The problem
Transcribe the records below exactly, from their first line through the line containing "pub struct StressConfig". Omit every line after it.

[Stored items]
____
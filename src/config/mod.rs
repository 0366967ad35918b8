//! Configuration module
//!
//! Builds the immutable stress test configuration from defaults, an optional
//! config file, environment variables and command-line overrides.

mod env;

use anyhow::{Context, Result};
use serde::{Deserialize, Serialize};
use std::path::{Path, PathBuf};
use std::time::Duration;
use thiserror::Error;

pub use env::EnvConfig;

/// Config file locations searched when none is given (in order of precedence)
const CONFIG_LOCATIONS: &[&str] = &[
    "./llm-stress.yaml",
    "./llm-stress.yml",
    "./llm-stress.json",
    "~/.config/llm-stress/config.yaml",
];

/// Configuration validation errors
#[derive(Error, Debug, PartialEq)]
pub enum ConfigError {
    #[error("Endpoint URL must not be empty")]
    EmptyUrl,

    #[error("Endpoint URL must start with http:// or https://: {0}")]
    InvalidUrl(String),

    #[error("Model identifier must not be empty")]
    EmptyModel,

    #[error("Maximum concurrency must be at least 1")]
    ZeroConcurrency,

    #[error("Latency threshold must be a positive number of seconds, got {0}")]
    InvalidLatencyThreshold(f64),

    #[error("Error rate threshold must be within [0, 1], got {0}")]
    InvalidErrorThreshold(f64),

    #[error("Request timeout must be at least 1 second")]
    ZeroTimeout,
}

/// Stress test configuration.
///
/// Built once at startup and shared read-only by every request task.
#[derive(Clone, Debug, PartialEq, Serialize, Deserialize)]
#[serde(default)]
pub struct StressConfig {
    /// Chat completion endpoint
    pub url: String,

    /// Model identifier sent with every request
    pub model: String,

    /// User prompt sent with every request
    pub prompt: String,

    /// Highest concurrency level to try
    pub max_concurrency: usize,

    /// Average latency (seconds) above which the test stops
    pub latency_threshold_secs: f64,

    /// Error rate (0.0 - 1.0) above which the test stops
    pub error_rate_threshold: f64,

    /// Hard per-request network timeout in seconds
    pub timeout_secs: u64,
}

impl Default for StressConfig {
    fn default() -> Self {
        Self {
            url: "http://127.0.0.1:11434/v1/chat/completions".to_string(),
            model: "deepseek-r1:671b".to_string(),
            prompt: "你是什么模型".to_string(),
            max_concurrency: 256,
            latency_threshold_secs: 180.0,
            error_rate_threshold: 0.9,
            timeout_secs: 300,
        }
    }
}

impl StressConfig {
    /// Load configuration from a YAML or JSON file
    pub fn load(path: impl AsRef<Path>) -> Result<Self> {
        let path = path.as_ref();
        let content = std::fs::read_to_string(path)
            .with_context(|| format!("Failed to read config file: {}", path.display()))?;

        let config: Self = if is_yaml_file(path) {
            serde_yaml::from_str(&content)
                .with_context(|| format!("Failed to parse YAML config: {}", path.display()))?
        } else {
            serde_json::from_str(&content)
                .with_context(|| format!("Failed to parse JSON config: {}", path.display()))?
        };

        Ok(config)
    }

    /// Find a configuration file in the standard locations
    pub fn find() -> Option<PathBuf> {
        CONFIG_LOCATIONS
            .iter()
            .map(|location| expand_path(location))
            .find(|path| path.exists())
    }

    /// Load from an explicit path, else a discovered file, else defaults
    pub fn load_or_default(path: Option<&Path>) -> Result<Self> {
        match path {
            Some(path) => Self::load(path),
            None => match Self::find() {
                Some(found) => Self::load(found),
                None => Ok(Self::default()),
            },
        }
    }

    /// Apply environment overrides
    pub fn apply_env(&mut self, env: &EnvConfig) {
        if let Some(url) = &env.url {
            self.url = url.clone();
        }
        if let Some(model) = &env.model {
            self.model = model.clone();
        }
        if let Some(prompt) = &env.prompt {
            self.prompt = prompt.clone();
        }
        if let Some(max) = env.max_concurrency {
            self.max_concurrency = max;
        }
        if let Some(threshold) = env.latency_threshold {
            self.latency_threshold_secs = threshold;
        }
        if let Some(threshold) = env.error_threshold {
            self.error_rate_threshold = threshold;
        }
        if let Some(timeout) = env.timeout {
            self.timeout_secs = timeout;
        }
    }

    /// Validate configuration
    pub fn validate(&self) -> Result<(), ConfigError> {
        if self.url.trim().is_empty() {
            return Err(ConfigError::EmptyUrl);
        }
        if !(self.url.starts_with("http://") || self.url.starts_with("https://")) {
            return Err(ConfigError::InvalidUrl(self.url.clone()));
        }
        if self.model.trim().is_empty() {
            return Err(ConfigError::EmptyModel);
        }
        if self.max_concurrency == 0 {
            return Err(ConfigError::ZeroConcurrency);
        }
        if !self.latency_threshold_secs.is_finite() || self.latency_threshold_secs <= 0.0 {
            return Err(ConfigError::InvalidLatencyThreshold(
                self.latency_threshold_secs,
            ));
        }
        if !(0.0..=1.0).contains(&self.error_rate_threshold) {
            return Err(ConfigError::InvalidErrorThreshold(self.error_rate_threshold));
        }
        if self.timeout_secs == 0 {
            return Err(ConfigError::ZeroTimeout);
        }
        Ok(())
    }

    pub fn timeout(&self) -> Duration {
        Duration::from_secs(self.timeout_secs)
    }
}

/// Expand ~ to home directory
fn expand_path(path: &str) -> PathBuf {
    if let Some(stripped) = path.strip_prefix("~/") {
        if let Some(home) = dirs::home_dir() {
            return home.join(stripped);
        }
    }
    PathBuf::from(path)
}

/// Check if file is YAML based on extension
fn is_yaml_file(path: &Path) -> bool {
    path.extension()
        .map(|e| e == "yaml" || e == "yml")
        .unwrap_or(false)
}

#[cfg(test)]
mod tests {
    use super::*;
    use tempfile::tempdir;

    #[test]
    fn test_default_config() {
        let config = StressConfig::default();
        assert_eq!(config.url, "http://127.0.0.1:11434/v1/chat/completions");
        assert_eq!(config.model, "deepseek-r1:671b");
        assert_eq!(config.max_concurrency, 256);
        assert_eq!(config.latency_threshold_secs, 180.0);
        assert_eq!(config.error_rate_threshold, 0.9);
        assert_eq!(config.timeout(), Duration::from_secs(300));
        assert!(config.validate().is_ok());
    }

    #[test]
    fn test_load_yaml_partial() {
        let dir = tempdir().unwrap();
        let path = dir.path().join("llm-stress.yaml");
        std::fs::write(
            &path,
            "model: qwen2.5:7b\nmax_concurrency: 32\nlatency_threshold_secs: 60.0\n",
        )
        .unwrap();

        let config = StressConfig::load(&path).unwrap();
        assert_eq!(config.model, "qwen2.5:7b");
        assert_eq!(config.max_concurrency, 32);
        assert_eq!(config.latency_threshold_secs, 60.0);
        // Unset fields keep their defaults
        assert_eq!(config.error_rate_threshold, 0.9);
        assert_eq!(config.timeout_secs, 300);
    }

    #[test]
    fn test_load_json() {
        let dir = tempdir().unwrap();
        let path = dir.path().join("config.json");
        std::fs::write(&path, r#"{"url": "https://llm.internal/v1/chat/completions"}"#).unwrap();

        let config = StressConfig::load(&path).unwrap();
        assert_eq!(config.url, "https://llm.internal/v1/chat/completions");
        assert_eq!(config.model, "deepseek-r1:671b");
    }

    #[test]
    fn test_load_missing_file() {
        let dir = tempdir().unwrap();
        assert!(StressConfig::load(dir.path().join("nope.yaml")).is_err());
    }

    #[test]
    fn test_load_or_default_explicit_path() {
        let dir = tempdir().unwrap();
        let path = dir.path().join("c.yml");
        std::fs::write(&path, "prompt: hello\n").unwrap();

        let config = StressConfig::load_or_default(Some(path.as_path())).unwrap();
        assert_eq!(config.prompt, "hello");
    }

    #[test]
    fn test_apply_env() {
        let mut config = StressConfig::default();
        let env = EnvConfig {
            model: Some("llama3".to_string()),
            error_threshold: Some(0.5),
            ..Default::default()
        };
        config.apply_env(&env);

        assert_eq!(config.model, "llama3");
        assert_eq!(config.error_rate_threshold, 0.5);
        assert_eq!(config.max_concurrency, 256);
    }

    #[test]
    fn test_validate_rejects_bad_values() {
        let base = StressConfig::default();

        let config = StressConfig {
            url: String::new(),
            ..base.clone()
        };
        assert_eq!(config.validate(), Err(ConfigError::EmptyUrl));

        let config = StressConfig {
            url: "localhost:11434".to_string(),
            ..base.clone()
        };
        assert!(matches!(config.validate(), Err(ConfigError::InvalidUrl(_))));

        let config = StressConfig {
            max_concurrency: 0,
            ..base.clone()
        };
        assert_eq!(config.validate(), Err(ConfigError::ZeroConcurrency));

        let config = StressConfig {
            latency_threshold_secs: 0.0,
            ..base.clone()
        };
        assert!(config.validate().is_err());

        let config = StressConfig {
            error_rate_threshold: 1.5,
            ..base.clone()
        };
        assert_eq!(config.validate(), Err(ConfigError::InvalidErrorThreshold(1.5)));

        let config = StressConfig {
            timeout_secs: 0,
            ..base
        };
        assert_eq!(config.validate(), Err(ConfigError::ZeroTimeout));
    }

    #[test]
    fn test_is_yaml_file() {
        assert!(is_yaml_file(Path::new("a.yaml")));
        assert!(is_yaml_file(Path::new("a.yml")));
        assert!(!is_yaml_file(Path::new("a.json")));
    }
}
____
Answer section
filename src/config/mod.rs
repository 0366967ad35918b8
//! Configuration module
//!
//! Builds the immutable stress test configuration from defaults, an optional
//! config file, environment variables and command-line overrides.

mod env;

use anyhow::{Context, Result};
use serde::{Deserialize, Serialize};
use std::path::{Path, PathBuf};
use std::time::Duration;
use thiserror::Error;

pub use env::EnvConfig;

/// Config file locations searched when none is given (in order of precedence)
const CONFIG_LOCATIONS: &[&str] = &[
    "./llm-stress.yaml",
    "./llm-stress.yml",
    "./llm-stress.json",
    "~/.config/llm-stress/config.yaml",
];

/// Configuration validation errors
#[derive(Error, Debug, PartialEq)]
pub enum ConfigError {
    #[error("Endpoint URL must not be empty")]
    EmptyUrl,

    #[error("Endpoint URL must start with http:// or https://: {0}")]
    InvalidUrl(String),

    #[error("Model identifier must not be empty")]
    EmptyModel,

    #[error("Maximum concurrency must be at least 1")]
    ZeroConcurrency,

    #[error("Latency threshold must be a positive number of seconds, got {0}")]
    InvalidLatencyThreshold(f64),

    #[error("Error rate threshold must be within [0, 1], got {0}")]
    InvalidErrorThreshold(f64),

    #[error("Request timeout must be at least 1 second")]
    ZeroTimeout,
}

/// Stress test configuration.
///
/// Built once at startup and shared read-only by every request task.
#[derive(Clone, Debug, PartialEq, Serialize, Deserialize)]
#[serde(default)]
pub struct StressConfig {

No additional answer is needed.